My Summer Reading List


Written on 11:31 AM by Jack B.

As school has let out for the summer and I have a little time on my hands for the next two months or so, this is the stuff I've decided to read over that period (or try to). Keep in mind that I tend not to read one thing right after the other but a bunch of stuff all at once, reading one thing or another thing at various times of the day given my mood at the time. Perhaps if I get the chance (i.e. I'm not bogged down with other stuff), I'll blog on some of these books as I'm in the process of reading them. Kind of like a running commentary.

1. Parade's End by Ford Madox Ford - Yes, I know I've been reading this thing for the past several months. But it's 800 pages! And I've had classes! And I like to make excuses! I mean to finish it this month or else!

2. Disney War by James B. Stewart - On name brand alone, the Walt Disney Company should be the greatest conglomerate in the world, so why under Michael Eisner does it keep sinking deeper and deeper into the toilet? Inquiring minds want to know...and I love this behind the scenes Hollywood stuff.
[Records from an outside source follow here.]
// Performance-rating builder: Elo replay over the trailing results window.

use std::collections::HashMap;

use chrono::{Duration, NaiveDate};
use courtline_core::config::RatingConfig;
use courtline_core::model::{MatchRecord, PlayerId};

use crate::elo::{expected_score, rank_to_elo};

/// Replay the trailing `window_days` of results and return each canonical
/// player's rating.
///
/// A player enters the replay at the rating of their ranking on their first
/// match in the window, the same scale `rank_to_elo` gives unrated players,
/// or at `base_rating` when that ranking is unknown.
///
/// Only dated, non-walkover matches in `(as_of - window_days, as_of]` count.
/// Matches are replayed oldest first; a retirement counts as a win for the
/// player who finished. The K-factor is scaled by the tournament's form
/// weight so bigger events move ratings more. `canonical` folds alias ids
/// onto their canonical id; ids missing from it are already canonical.
pub fn compute_performance_ratings(
    matches: &[MatchRecord],
    canonical: &HashMap<PlayerId, PlayerId>,
    as_of: NaiveDate,
    cfg: &RatingConfig,
) -> HashMap<PlayerId, f64> {
    let start = as_of - Duration::days(cfg.window_days);
    let mut window: Vec<&MatchRecord> = matches
        .iter()
        .filter(|m| !m.walkover)
        .filter(|m| m.date.is_some_and(|d| d > start && d <= as_of))
        .collect();
    window.sort_by(|a, b| a.date.cmp(&b.date).then(a.id.cmp(&b.id)));

    let resolve = |id: PlayerId| canonical.get(&id).copied().unwrap_or(id);

    let seed = |rank: Option<u32>| rank.map_or(cfg.base_rating, rank_to_elo);

    let mut ratings: HashMap<PlayerId, f64> = HashMap::new();
    for m in window {
        let winner = resolve(m.winner);
        let loser = resolve(m.loser);
        if winner == loser {
            continue;
        }
        let rw = *ratings.entry(winner).or_insert_with(|| seed(m.winner_rank));
        let rl = *ratings.entry(loser).or_insert_with(|| seed(m.loser_rank));

        let k = cfg.k_factor * m.category().form_weight();
        let delta = k * (1.0 - expected_score(rw, rl));
        ratings.insert(winner, rw + delta);
        ratings.insert(loser, rl - delta);
    }
    ratings
}

#[cfg(test)]
mod tests {
    use super::*;
    use crate::factors::test_support::{day, played, ranked};

    fn cfg() -> RatingConfig {
        RatingConfig::default()
    }

    #[test]
    fn single_win_moves_both_players_symmetrically() {
        let r = compute_performance_ratings(
            &[played(day(2026, 3, 1), 1, 2)],
            &HashMap::new(),
            day(2026, 4, 1),
            &cfg(),
        );
        // Tour 250 weight 1.0: K 32 * 0.5.
        assert!((r[&1] - 1516.0).abs() < 1e-9);
        assert!((r[&2] - 1484.0).abs() < 1e-9);
    }

    #[test]
    fn walkovers_and_old_matches_are_skipped() {
        let mut wo = played(day(2026, 3, 1), 1, 2);
        wo.walkover = true;
        let old = played(day(2024, 3, 1), 1, 3);
        let mut undated = played(day(2026, 3, 1), 1, 4);
        undated.date = None;
        let r = compute_performance_ratings(&[wo, old, undated], &HashMap::new(), day(2026, 4, 1), &cfg());
        assert!(r.is_empty());
    }

    #[test]
    fn future_matches_are_ignored() {
        let r = compute_performance_ratings(
            &[played(day(2026, 5, 1), 1, 2)],
            &HashMap::new(),
            day(2026, 4, 1),
            &cfg(),
        );
        assert!(r.is_empty());
    }

    #[test]
    fn aliases_are_folded() {
        let canonical = HashMap::from([(11, 1)]);
        let r = compute_performance_ratings(
            &[played(day(2026, 3, 1), 1, 2), played(day(2026, 3, 2), 11, 3)],
            &canonical,
            day(2026, 4, 1),
            &cfg(),
        );
        assert!(!r.contains_key(&11));
        assert!(r[&1] > 1516.0);
    }

    #[test]
    fn slam_results_move_ratings_more() {
        let mut slam = played(day(2026, 3, 1), 1, 2);
        slam.tournament = "Wimbledon".into();
        let r = compute_performance_ratings(&[slam], &HashMap::new(), day(2026, 4, 1), &cfg());
        assert!((r[&1] - (1500.0 + 32.0 * 1.3 * 0.5)).abs() < 1e-9);
    }

    #[test]
    fn players_enter_at_their_ranking_rating() {
        let r = compute_performance_ratings(
            &[ranked(played(day(2026, 3, 1), 1, 2), 10, 200)],
            &HashMap::new(),
            day(2026, 4, 1),
            &cfg(),
        );
        let (w, l) = (rank_to_elo(10), rank_to_elo(200));
        let delta = 32.0 * (1.0 - expected_score(w, l));
        assert!((r[&1] - (w + delta)).abs() < 1e-9);
        assert!((r[&2] - (l - delta)).abs() < 1e-9);
    }

    #[test]
    fn seed_uses_first_match_ranking_only() {
        let first = ranked(played(day(2026, 3, 1), 1, 2), 50, 50);
        let later = ranked(played(day(2026, 3, 8), 3, 1), 50, 5);
        let r = compute_performance_ratings(&[later, first], &HashMap::new(), day(2026, 4, 1), &cfg());
        // Player 1 lost its second match, so it sits below its rank-50 seed
        // plus the first win, not near the rank-5 rating.
        let seed = rank_to_elo(50);
        assert!(r[&1] < seed + 16.0);
        assert!(r[&1] < rank_to_elo(5) - 100.0);
    }
}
3. Mr. Blue by Myles Connelly - Edited by St. Blog's own Amy Welborn, I thought I'd get in a "Catholic" novel in over the Summer by an author I'd never heard of. I'm not sure what to expect, hopefully I'll like it.

4. Mohawk Saint: Catherine Tekakwitha and the Jesuits by Alan Greer - Not a hagiography like most biographies of my home state saint, Blessed Kateri, this is a more academic work by Oxford University Press that deals with Kateri's background and her life as chronicled by the Jesuits who knew her and how their own life experiences shaped how they saw/wrote about her.

5. Notes from the Underground by Fyodor Dostovesky - I've read Crime and Punishment and I'm going to start The Brothers Karamzov in the Fall so I'd thought I'd get a head start and read this work in between.

6. Esperanto by John Cresswell and John Hartley - I did a term paper on Esperanto last semester and found myself becoming more and more interested in the language. This is a beginner's introduction to learning how to speak and read the language. I'm not sure what I'm going to do with the knowledge. When I mentioned this was going to be my Summer project at work someone asked "who was I going to speak it with?" Good question. There's not exactly a lot of Esperanto speakers out there - which may be why I want to learn it. I'm just a contrarian by nature.